$L^1$ weak topology

Question

Let $T=[0,1]$, $$P=\{x=(x^1,x^2,…,x^n)\in\mathbb{R}^n \vert \; x^{i}\geq 0,i=1,2,…,n; x^1+x^2+…+x^n=1\}.$$ A $T$-strategy is a measurable function $y$ from $T$ to $P$. Hence $y$ is Lebesgue-integrable and we write $\int y$ for $(\int y^1(t)d\lambda,\dots,\int y^n(t)d\lambda)$, where the integration is on $T$. That is, a $T$-strategy $y\in L_1(T\times\{1,2,\dots,n\})$. Let $S$ denote the set of all $T$-strategies endowed with $L_1$ weak topology. Claim: The set $S$ is a compact space.

Questions:

1. Does $L_1$ weak topology mean that if a sequence $\{y_{k}\}\subset L_1(T\times\{1,2,\dots,n\})$ converges weakly to $ y\in L_1(T\times\{1,2,\dots,n\})$ if $\int y_{k}^{i}(t)v(t)d\lambda\to \int y^{i}(t)v(t)d\lambda$,$\forall v\in L_{\infty}(T)$, $\forall i=1,2,…,n$?
2. How to show the set $S$ is compact?

Answer 1

1. Yes, weak convergence means convergence of integrals against every $L^\infty$ function.

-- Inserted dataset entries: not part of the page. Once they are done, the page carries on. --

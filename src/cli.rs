//! CLI definition and dispatch.

use chrono::{Duration, NaiveDate, NaiveTime};
use clap::{Parser, Subcommand};
use std::path::PathBuf;
use std::process::ExitCode;

use crate::adapters::csv_adapter::CsvAdapter;
use crate::adapters::csv_signal_sink::CsvSignalSink;
use crate::adapters::file_config_adapter::FileConfigAdapter;
use crate::domain::config_validation::{
    time_or, validate_config, validate_max_symbols, validate_range_minutes, validate_take_profit,
};
use crate::domain::error::OrbError;
use crate::domain::opening_range::{OpeningRangeTracker, RangeConfig};
use crate::domain::session::{Session, SessionSchedule};
use crate::domain::take_profit::TakeProfitConfig;
use crate::domain::universe::{UniverseConfig, UniverseSelector};
use crate::logging;
use crate::ports::config_port::ConfigPort;
use crate::ports::signal_port::SignalSink;
use crate::ports::snapshot_port::SnapshotPort;

#[derive(Parser, Debug)]
#[command(name = "orbtrader", about = "Opening-range breakout signal engine")]
pub struct Cli {
    /// Debug-level logging
    #[arg(short, long, global = true)]
    pub verbose: bool,
    #[command(subcommand)]
    pub command: Command,
}

#[derive(Subcommand, Debug)]
pub enum Command {
    /// Replay sessions and write breakout signals
    Run {
        #[arg(short, long)]
        config: PathBuf,
        #[arg(short, long)]
        data: Option<PathBuf>,
        #[arg(short, long)]
        output: Option<PathBuf>,
        /// Single session (YYYY-MM-DD); all sessions in the data dir otherwise
        #[arg(long)]
        date: Option<String>,
    },
    /// Print the frozen universe for one session
    Scan {
        #[arg(short, long)]
        config: PathBuf,
        #[arg(long)]
        date: String,
        #[arg(short, long)]
        data: Option<PathBuf>,
    },
    /// Validate a configuration file
    Validate {
        #[arg(short, long)]
        config: PathBuf,
    },
}

pub fn run(cli: Cli) -> ExitCode {
    if let Err(e) = logging::setup_logging(cli.verbose) {
        eprintln!("warning: logging not initialized: {e}");
    }

    match cli.command {
        Command::Run {
            config,
            data,
            output,
            date,
        } => run_sessions(&config, data.as_ref(), output.as_ref(), date.as_deref()),
        Command::Scan { config, date, data } => run_scan(&config, &date, data.as_ref()),
        Command::Validate { config } => run_validate(&config),
    }
}

pub fn load_config(path: &PathBuf) -> Result<FileConfigAdapter, ExitCode> {
    FileConfigAdapter::from_file(path).map_err(|e| {
        let err = OrbError::ConfigParse {
            file: path.display().to_string(),
            reason: e.to_string(),
        };
        eprintln!("error: {err}");
        ExitCode::from(&err)
    })
}

fn fail(e: OrbError) -> ExitCode {
    eprintln!("error: {e}");
    (&e).into()
}

/// Load and validate, reporting failures the same way for every command.
fn load_validated(path: &PathBuf) -> Result<FileConfigAdapter, ExitCode> {
    eprintln!("Loading config from {}", path.display());
    let adapter = load_config(path)?;
    validate_config(&adapter).map_err(fail)?;
    Ok(adapter)
}

fn run_sessions(
    config_path: &PathBuf,
    data_override: Option<&PathBuf>,
    output_override: Option<&PathBuf>,
    date: Option<&str>,
) -> ExitCode {
    let adapter = match load_validated(config_path) {
        Ok(a) => a,
        Err(code) => return code,
    };

    let (universe, range, schedule) = match build_engine_configs(&adapter) {
        Ok(c) => c,
        Err(e) => return fail(e),
    };
    let data_dir = match resolve_data_dir(data_override, &adapter) {
        Ok(d) => d,
        Err(e) => return fail(e),
    };
    let csv = CsvAdapter::new(data_dir, universe.market_open, schedule.session_close);

    let dates = match resolve_dates(date, &csv) {
        Ok(d) => d,
        Err(e) => return fail(e),
    };
    if dates.is_empty() {
        eprintln!("No sessions found");
        return ExitCode::SUCCESS;
    }

    let mut session = Session::new(
        UniverseSelector::new(universe),
        OpeningRangeTracker::new(range),
        schedule,
    );

    let output = output_override
        .cloned()
        .or_else(|| adapter.get_string("output", "signals").map(PathBuf::from));

    let result = match output {
        Some(path) => {
            eprintln!("Writing signals to {}", path.display());
            CsvSignalSink::create(&path)
                .and_then(|mut sink| replay(&mut session, &dates, &csv, &mut sink))
        }
        None => CsvSignalSink::from_writer(std::io::stdout())
            .and_then(|mut sink| replay(&mut session, &dates, &csv, &mut sink)),
    };

    match result {
        Ok(total) => {
            eprintln!("\n{} sessions replayed, {} signals", dates.len(), total);
            ExitCode::SUCCESS
        }
        Err(e) => fail(e),
    }
}

fn replay(
    session: &mut Session,
    dates: &[NaiveDate],
    csv: &CsvAdapter,
    sink: &mut dyn SignalSink,
) -> Result<usize, OrbError> {
    let mut total = 0;
    for &date in dates {
        let report = session.run_day(date, csv, csv, sink)?;
        eprintln!(
            "{}: universe [{}], {} ranges set, {} signals",
            report.date,
            report.universe.join(", "),
            report.ranges_set,
            report.signals.len()
        );
        total += report.signals.len();
    }
    Ok(total)
}

fn run_scan(config_path: &PathBuf, date: &str, data_override: Option<&PathBuf>) -> ExitCode {
    let adapter = match load_validated(config_path) {
        Ok(a) => a,
        Err(code) => return code,
    };

    let date = match parse_date(date) {
        Ok(d) => d,
        Err(e) => return fail(e),
    };
    let (universe, _, schedule) = match build_engine_configs(&adapter) {
        Ok(c) => c,
        Err(e) => return fail(e),
    };
    let data_dir = match resolve_data_dir(data_override, &adapter) {
        Ok(d) => d,
        Err(e) => return fail(e),
    };
    let csv = CsvAdapter::new(data_dir, universe.market_open, schedule.session_close);

    let coarse = match csv.coarse(date) {
        Ok(c) => c,
        Err(e) => return fail(e),
    };
    eprintln!("Scanning {} symbols for {}", coarse.len(), date);

    // Last tick that still recomputes; the selection is frozen from here on.
    let before_cutoff = date.and_time(universe.freeze_cutoff) - Duration::minutes(1);
    let mut selector = UniverseSelector::new(universe);
    let survivors = selector.coarse_filter(before_cutoff, &coarse, &csv);
    let fine = match csv.fine(date, &survivors) {
        Ok(f) => f,
        Err(e) => return fail(e),
    };
    let selected = selector.fine_filter(&fine);

    if selected.is_empty() {
        eprintln!("No symbols selected");
    } else {
        for symbol in &selected {
            println!("{}", symbol);
        }
        eprintln!(
            "{} selected ({} passed coarse)",
            selected.len(),
            survivors.len()
        );
    }
    ExitCode::SUCCESS
}

fn run_validate(config_path: &PathBuf) -> ExitCode {
    let adapter = match load_validated(config_path) {
        Ok(a) => a,
        Err(code) => return code,
    };

    let (universe, range, schedule) = match build_engine_configs(&adapter) {
        Ok(c) => c,
        Err(e) => return fail(e),
    };
    let take_profit = match build_take_profit_config(&adapter) {
        Ok(c) => c,
        Err(e) => return fail(e),
    };

    eprintln!("\nUniverse:");
    eprintln!(
        "  min first-minute volume: {}",
        universe.min_first_minute_volume
    );
    eprintln!("  min market cap:          {}", universe.min_market_cap);
    eprintln!(
        "  min premarket change:    {:.2}%",
        universe.min_premarket_change * 100.0
    );
    eprintln!("  max symbols:             {}", universe.max_symbols);
    eprintln!(
        "  market open / freeze:    {} / {}",
        universe.market_open, universe.freeze_cutoff
    );

    eprintln!("\nOpening range:");
    eprintln!("  window: {} minutes", range.range_window.num_minutes());

    eprintln!("\nSession:");
    eprintln!("  reset:        {}", schedule.reset_at);
    eprintln!("  scan start:   {}", schedule.scan_start);
    eprintln!("  record range: {}", schedule.record_range_at);
    eprintln!("  close:        {}", schedule.session_close);

    eprintln!("\nTake profit:");
    eprintln!(
        "  {:.0}% of fill at +{:.2}%",
        take_profit.fraction * 100.0,
        take_profit.target_pct * 100.0
    );

    eprintln!("\nConfiguration is valid.");
    ExitCode::SUCCESS
}

fn build_engine_configs(
    adapter: &dyn ConfigPort,
) -> Result<(UniverseConfig, RangeConfig, SessionSchedule), OrbError> {
    let universe = build_universe_config(adapter)?;
    let range = build_range_config(adapter)?;
    let schedule = build_schedule(adapter, &universe, &range)?;
    Ok((universe, range, schedule))
}

pub fn build_universe_config(adapter: &dyn ConfigPort) -> Result<UniverseConfig, OrbError> {
    let defaults = UniverseConfig::default();
    validate_max_symbols(adapter)?;
    let max_symbols =
        adapter.get_int("universe", "max_symbols", defaults.max_symbols as i64) as usize;

    Ok(UniverseConfig {
        min_first_minute_volume: adapter.get_int(
            "universe",
            "min_first_minute_volume",
            defaults.min_first_minute_volume,
        ),
        min_market_cap: adapter.get_double("universe", "min_market_cap", defaults.min_market_cap),
        min_premarket_change: adapter.get_double(
            "universe",
            "min_premarket_change",
            defaults.min_premarket_change,
        ),
        max_symbols,
        freeze_cutoff: time_or(adapter, "universe", "freeze_cutoff", defaults.freeze_cutoff)?,
        market_open: time_or(adapter, "universe", "market_open", defaults.market_open)?,
    })
}

pub fn build_range_config(adapter: &dyn ConfigPort) -> Result<RangeConfig, OrbError> {
    let defaults = RangeConfig::default();
    validate_range_minutes(adapter)?;
    let minutes = adapter.get_int(
        "opening_range",
        "range_minutes",
        defaults.range_window.num_minutes(),
    );
    Ok(RangeConfig {
        range_window: Duration::minutes(minutes),
    })
}

/// `record_range_at` defaults to the end of the opening-range window.
pub fn build_schedule(
    adapter: &dyn ConfigPort,
    universe: &UniverseConfig,
    range: &RangeConfig,
) -> Result<SessionSchedule, OrbError> {
    let defaults = SessionSchedule::default();
    let range_end: NaiveTime = universe.market_open + range.range_window;

    Ok(SessionSchedule {
        reset_at: time_or(adapter, "session", "reset_at", defaults.reset_at)?,
        scan_start: time_or(adapter, "session", "scan_start", defaults.scan_start)?,
        record_range_at: time_or(adapter, "session", "record_range_at", range_end)?,
        session_close: time_or(adapter, "session", "session_close", defaults.session_close)?,
    })
}

pub fn build_take_profit_config(adapter: &dyn ConfigPort) -> Result<TakeProfitConfig, OrbError> {
    let defaults = TakeProfitConfig::default();
    validate_take_profit(adapter)?;
    Ok(TakeProfitConfig {
        target_pct: adapter.get_double("take_profit", "target_pct", defaults.target_pct),
        fraction: adapter.get_double("take_profit", "fraction", defaults.fraction),
    })
}

/// `--data` wins over `[data] path`.
pub fn resolve_data_dir(
    data_override: Option<&PathBuf>,
    config: &dyn ConfigPort,
) -> Result<PathBuf, OrbError> {
    if let Some(dir) = data_override {
        return Ok(dir.clone());
    }
    config
        .get_string("data", "path")
        .map(PathBuf::from)
        .ok_or_else(|| OrbError::ConfigMissing {
            section: "data".into(),
            key: "path".into(),
        })
}

fn resolve_dates(
    date: Option<&str>,
    snapshots: &dyn SnapshotPort,
) -> Result<Vec<NaiveDate>, OrbError> {
    match date {
        Some(d) => Ok(vec![parse_date(d)?]),
        None => snapshots.sessions(),
    }
}

fn parse_date(value: &str) -> Result<NaiveDate, OrbError> {
    NaiveDate::parse_from_str(value.trim(), "%Y-%m-%d").map_err(|_| OrbError::ConfigInvalid {
        section: "cli".into(),
        key: "date".into(),
        reason: format!("invalid date {value:?} (expected YYYY-MM-DD)"),
    })
}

2. First, the set is closed. It's easy to see that it's closed in norm (use the relation of norm convergence and a.e. convergence). And since it's also convex, it is weakly closed as well.

It is awkward to work with the weak topology on $L^1$. Instead, use the fact that your functions are bounded by $1$. Therefore, they form a bounded set in $L^p$ for every $p$. For $1<p<\infty$, closed bounded sets in $L^p$ are weakly compact. Recall that the weak topology on $L^p$ is determined by integration against $L^q$ with $1/p+1/q=1$. Since $L^\infty$ is smaller than $L^q$ for finite $q$, it follows that the weak $L^1$ topology is weaker than the weak $L^p$ topology for $p>1$. Having fewer open sets implies having more compact sets. Thus, the set is weakly compact in $L^1$.